Para o MP, a Polícia tinha que ter indiciado Marcelo Cestari, pai da adolescente que matou a amiga dentro de casa, em flagrante pelo homicídio

Promotor de justiça Marcos Regenold Fernandes e no detalhe o empresário Marcelo Cestari.

O Ministério Público do Estado pede o indiciamento do empresário Marcelo Martins Cestari por homicídio culposo (sem intenção) na morte de Isabele Guimarães Rosa, de 14 anos. A adolescente foi morta com um tiro, supostamente acidental, disparado pela filha do empresário, também de 14 anos, dentro da casa da família no condomínio de luxo Alphaville 1, bairro Jardim Itália, em Cuiabá, na noite do último domingo (12).

Além disso, o MPE pede a majoração da fiança paga por Marcelo, que foi preso por porte ilegal de arma de fogo.  Ele pagou apenas um salário mínimo para ser solto, valor arbitrado pelo delegado da Delegacia de Homicídio e Proteção à Pessoa (DHPP). No entanto, a família de Isabele, por meio do advogado Helio Nishiyama, entrou com pedido para majoração deste valor para R$ 1 milhão. O MPE, levando em consideração todos os argumentos peticionados pelo defensor da família Guimarães Ramos, pede que a fiança seja majorada no valor máximo, conforme art. 325, em 100 salários mínimos, ou seja, R$ 104.500 mil.

A representação, assinada pelo promotor de justiça Marcos Regenold Fernandes, foi encaminhada ao juiz da 10ª Vara Criminal da Capital nessa terça-feira (14).

Nishiyama apontou fragilidades no inquérito e questionou o andamento das investigações, nas quais denuncia o delegado responsável por tratar o caso com “desídia”, que em outras palavra poderia ser “falta de esforço, de atenção ou até mesmo negligência” por não levar em consideração particularidades dos fatos antes de fixar uma fiança de R$ 1 mil, como se fosse apenas uma apreensão de arma e uma autuação ‘simples’ de posse ilegal de arma de fogo permitido, que conforme artigo 12, teria como pena um a três anos de detenção e multa, com fiança arbitrada pelo advogado, já que neste caso, a pena máxima não ultrapassa quatro anos.

O advogado aponta que o delegado deveria ter levado em consideração o poder aquisitivo de Marcelo, a “gravíssima consequência dos fatos”, o clamor popular, com repercussão nacional, antes de fixar um valor “desproporcional à realidade dos fatos”.

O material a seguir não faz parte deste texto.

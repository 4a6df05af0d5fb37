//! Password KDF — memory-hard hashing, salt generation, constant-time verify.
//!
//! Parameters are fixed for the protocol version (`N=16384, r=8, p=1,
//! dkLen=32`) rather than stored per-record; a future version field is a
//! recommended extension (see DESIGN.md).

use rand::RngCore;
use scrypt::Params;
use subtle::ConstantTimeEq;

use crate::error::ChatError;

pub const SALT_LEN: usize = 16;
pub const HASH_LEN: usize = 32;

const LOG_N: u8 = 14; // N = 2^14 = 16384
const R: u32 = 8;
const P: u32 = 1;

/// 16 bytes of cryptographic randomness.
pub fn generate_salt() -> [u8; SALT_LEN] {
    let mut salt = [0u8; SALT_LEN];
    rand::thread_rng().fill_bytes(&mut salt);
    salt
}

/// Derive the 32-byte password hash via scrypt(N=16384, r=8, p=1).
pub fn hash_password(password: &str, salt: &[u8]) -> Result<[u8; HASH_LEN], ChatError> {
    let params = Params::new(LOG_N, R, P, HASH_LEN)
        .map_err(|e| ChatError::CryptoFailure(format!("bad scrypt params: {e}")))?;
    let mut out = [0u8; HASH_LEN];
    scrypt::scrypt(password.as_bytes(), salt, &params, &mut out)
        .map_err(|e| ChatError::CryptoFailure(format!("scrypt failed: {e}")))?;
    Ok(out)
}

/// Recompute the candidate's hash and compare to the stored one in constant
/// time.
pub fn verify_password(stored_hash: &[u8], candidate: &str, salt: &[u8]) -> Result<bool, ChatError> {
    let computed = hash_password(candidate, salt)?;
    Ok(computed.ct_eq(stored_hash).into())
}

#[cfg(test)]
mod tests {
    use super::*;

    #[test]
    fn salts_are_distinct() {
        let a = generate_salt();
        let b = generate_salt();
        assert_ne!(a, b);
    }

    #[test]
    fn hash_password_is_deterministic() {
        let salt = generate_salt();
        let h1 = hash_password("hunter2", &salt).unwrap();
        let h2 = hash_password("hunter2", &salt).unwrap();
        assert_eq!(h1, h2);
    }

    #[test]
    fn distinct_salts_yield_distinct_hashes() {
        let h1 = hash_password("hunter2", &generate_salt()).unwrap();
        let h2 = hash_password("hunter2", &generate_salt()).unwrap();
        assert_ne!(h1, h2);
    }

    #[test]
    fn hash_is_not_the_password() {
        let salt = generate_salt();
        let h = hash_password("hunter2", &salt).unwrap();
        assert_ne!(h.as_slice(), "hunter2".as_bytes());
    }

    #[test]
    fn verify_accepts_correct_password() {
        let salt = generate_salt();
        let h = hash_password("correct horse", &salt).unwrap();
        assert!(verify_password(&h, "correct horse", &salt).unwrap());
    }

    #[test]
    fn verify_rejects_wrong_password() {
        let salt = generate_salt();
        let h = hash_password("correct horse", &salt).unwrap();
        assert!(!verify_password(&h, "battery staple", &salt).unwrap());
    }
}
//! Error taxonomy — kinds, not types.
//!
//! Each variant names a recoverable-or-fatal condition from the wire protocol
//! and the crypto/auth layers. Connection-level plumbing still propagates
//! `Box<dyn Error + Send + Sync>`; this enum is used where the caller needs to
//! branch on *which* thing went wrong (reply with ERROR and continue, or tear
//! the connection down).

use thiserror::Error;

#[derive(Debug, Error)]
pub enum ChatError {
    /// Transport truncation — zero bytes where a frame was expected.
    #[error("short read")]
    ShortRead,

    /// Peer closed the socket.
    #[error("peer closed connection")]
    PeerClosed,

    /// A frame did not parse as the `{code, msg}` envelope.
    #[error("malformed envelope: {0}")]
    DecodeError(String),

    /// The command parser rejected the input.
    #[error("invalid command: {0}")]
    InvalidCommand(String),

    /// Three failed attempts at registration or login.
    #[error("authentication failed")]
    AuthFailed,

    /// Registration against an existing username.
    #[error("username already registered")]
    Duplicate,

    /// OAEP/PSS/key-wrap failure, or an envelope that doesn't decrypt.
    #[error("crypto failure: {0}")]
    CryptoFailure(String),

    /// Idle read timeout.
    #[error("idle timeout")]
    Timeout,

    /// Post-auth: user already has a live session elsewhere.
    #[error("already logged in")]
    RegistryConflict,

    #[error("io error: {0}")]
    Io(#[from] std::io::Error),
}

impl ChatError {
    /// True if the connection should continue after this error is handled
    /// locally (reply + keep reading); false if it must unwind to the
    /// connection supervisor for cleanup.
    pub fn recoverable(&self) -> bool {
        matches!(
            self,
            ChatError::DecodeError(_)
                | ChatError::InvalidCommand(_)
                | ChatError::CryptoFailure(_)
                | ChatError::Timeout
        )
    }
}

Diante dos apontamentos o MPE de manifestou: “Outrossim, foi deveras complacente a autoridade policial ao não indiciar o implicado Marcelo Martins Cestari no crime de homicídio culposo, uma vez que, como proprietário/responsável pelo armamento, ou entregou, ou permitiu, ou não foi diligente o suficiente para impedir que sua filha de apenas 14 anos a manuseasse, dentro de sua casa e na presença de outra adolescente, agindo, no mínimo, a uma primeira vista, culposamente para com o evento morte ocorrido”, diz trecho do pedido.

Levando em consideração o Art. 325: “O valor da fiança será fixado pela autoridade que a conceder nos seguintes limites: I – de 1 (um) a 100 (cem) salários mínimos, quando se tratar de infração cuja pena privativa de liberdade, no grau máximo, não for superior a 4 (quatro) anos; (…)”, amparado pela legislação, O MPE representou pelo valor máximo que um delegado pode arbitrar na unidade policial diante o flagrante. Ressaltando que o valor pedido pela família, R$ 1 milhão, não tem respaldo jurídico no artigo, uma vem que o salário mínimo no Brasil hoje é de R$ 1.045 mil.